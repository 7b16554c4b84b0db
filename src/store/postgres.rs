use async_trait::async_trait;
use chrono::{DateTime, NaiveDate, Utc};
use sqlx::PgPool;
use uuid::Uuid;

use crate::analytics::metrics::MetricKey;
use crate::error::{AppError, AppResult};
use crate::models::entry::DailyEntry;
use crate::models::note::{Note, NoteUpdate, Partner};
use crate::store::{EntryStore, NoteStore};

const ENTRY_COLUMNS: &str =
    "entry_date, love_count, quality_time_hours, dishes_done, trash_out_hours, pet_care_duties";

const NOTE_COLUMNS: &str = "id, content, author, created_at, is_read, is_favorite";

#[derive(Clone)]
pub struct PgEntryStore {
    pool: PgPool,
}

impl PgEntryStore {
    pub fn new(pool: PgPool) -> Self {
        Self { pool }
    }
}

/// Upsert that adds `$2` to one metric column, never going below zero.
fn adjust_sql(metric: MetricKey) -> String {
    let column = metric.column();
    format!(
        r#"
        INSERT INTO daily_entries (entry_date, {column})
        VALUES ($1, GREATEST(0, $2))
        ON CONFLICT (entry_date) DO UPDATE SET
            {column} = GREATEST(0, daily_entries.{column} + $2),
            updated_at = NOW()
        RETURNING {ENTRY_COLUMNS}
        "#
    )
}

#[async_trait]
impl EntryStore for PgEntryStore {
    async fn list_entries(&self) -> AppResult<Vec<DailyEntry>> {
        let entries = sqlx::query_as::<_, DailyEntry>(&format!(
            "SELECT {ENTRY_COLUMNS} FROM daily_entries ORDER BY entry_date ASC"
        ))
        .fetch_all(&self.pool)
        .await?;

        Ok(entries)
    }

    async fn list_entries_between(
        &self,
        start: NaiveDate,
        end: NaiveDate,
    ) -> AppResult<Vec<DailyEntry>> {
        let entries = sqlx::query_as::<_, DailyEntry>(&format!(
            r#"
            SELECT {ENTRY_COLUMNS} FROM daily_entries
            WHERE entry_date BETWEEN $1 AND $2
            ORDER BY entry_date ASC
            "#
        ))
        .bind(start)
        .bind(end)
        .fetch_all(&self.pool)
        .await?;

        Ok(entries)
    }

    async fn get_or_create(&self, date: NaiveDate) -> AppResult<DailyEntry> {
        // No-op update so RETURNING yields the existing row on conflict
        let entry = sqlx::query_as::<_, DailyEntry>(&format!(
            r#"
            INSERT INTO daily_entries (entry_date)
            VALUES ($1)
            ON CONFLICT (entry_date) DO UPDATE
                SET updated_at = daily_entries.updated_at
            RETURNING {ENTRY_COLUMNS}
            "#
        ))
        .bind(date)
        .fetch_one(&self.pool)
        .await?;

        Ok(entry)
    }

    async fn adjust_metric(
        &self,
        date: NaiveDate,
        metric: MetricKey,
        delta: f64,
    ) -> AppResult<DailyEntry> {
        let sql = adjust_sql(metric);
        let query = sqlx::query_as::<_, DailyEntry>(&sql).bind(date);
        let query = if metric.is_count() {
            query.bind(delta.round() as i32)
        } else {
            query.bind(delta)
        };

        let entry = query.fetch_one(&self.pool).await?;

        tracing::debug!(date = %date, metric = %metric, delta, "Metric adjusted");
        Ok(entry)
    }

    async fn ping(&self) -> bool {
        sqlx::query_scalar::<_, i32>("SELECT 1")
            .fetch_one(&self.pool)
            .await
            .is_ok()
    }
}

#[derive(Clone)]
pub struct PgNoteStore {
    pool: PgPool,
}

impl PgNoteStore {
    pub fn new(pool: PgPool) -> Self {
        Self { pool }
    }
}

#[async_trait]
impl NoteStore for PgNoteStore {
    async fn list_notes(&self) -> AppResult<Vec<Note>> {
        let notes = sqlx::query_as::<_, Note>(&format!(
            "SELECT {NOTE_COLUMNS} FROM notes ORDER BY created_at DESC"
        ))
        .fetch_all(&self.pool)
        .await?;

        Ok(notes)
    }

    async fn create_note(
        &self,
        content: &str,
        author: Partner,
        timestamp: DateTime<Utc>,
    ) -> AppResult<Note> {
        let note = sqlx::query_as::<_, Note>(&format!(
            r#"
            INSERT INTO notes (id, content, author, created_at)
            VALUES ($1, $2, $3, $4)
            RETURNING {NOTE_COLUMNS}
            "#
        ))
        .bind(Uuid::new_v4())
        .bind(content)
        .bind(author)
        .bind(timestamp)
        .fetch_one(&self.pool)
        .await?;

        Ok(note)
    }

    async fn update_note(&self, id: Uuid, update: &NoteUpdate) -> AppResult<Note> {
        let note = sqlx::query_as::<_, Note>(&format!(
            r#"
            UPDATE notes SET
                is_read = COALESCE($2, is_read),
                is_favorite = COALESCE($3, is_favorite)
            WHERE id = $1
            RETURNING {NOTE_COLUMNS}
            "#
        ))
        .bind(id)
        .bind(update.is_read)
        .bind(update.is_favorite)
        .fetch_optional(&self.pool)
        .await?
        .ok_or(AppError::NotFound("Note not found".into()))?;

        Ok(note)
    }

    async fn delete_note(&self, id: Uuid) -> AppResult<bool> {
        let result = sqlx::query("DELETE FROM notes WHERE id = $1")
            .bind(id)
            .execute(&self.pool)
            .await?;

        Ok(result.rows_affected() > 0)
    }

    async fn ping(&self) -> bool {
        sqlx::query_scalar::<_, i32>("SELECT 1")
            .fetch_one(&self.pool)
            .await
            .is_ok()
    }
}

#[cfg(test)]
mod tests {
    use super::*;

    #[test]
    fn test_adjust_sql_targets_metric_column() {
        for metric in MetricKey::ALL {
            let sql = adjust_sql(metric);
            let column = metric.column();
            assert!(sql.contains(&format!("(entry_date, {column})")));
            assert!(sql.contains(&format!("GREATEST(0, daily_entries.{column} + $2)")));
            assert!(sql.contains("RETURNING entry_date, love_count"));
        }
    }
}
######
Work instruction: With "Uuid" as the word to match, copy each line of the records that has it.

Response to this exercise:
use uuid::Uuid;
        .bind(Uuid::new_v4())
    async fn update_note(&self, id: Uuid, update: &NoteUpdate) -> AppResult<Note> {
    async fn delete_note(&self, id: Uuid) -> AppResult<bool> {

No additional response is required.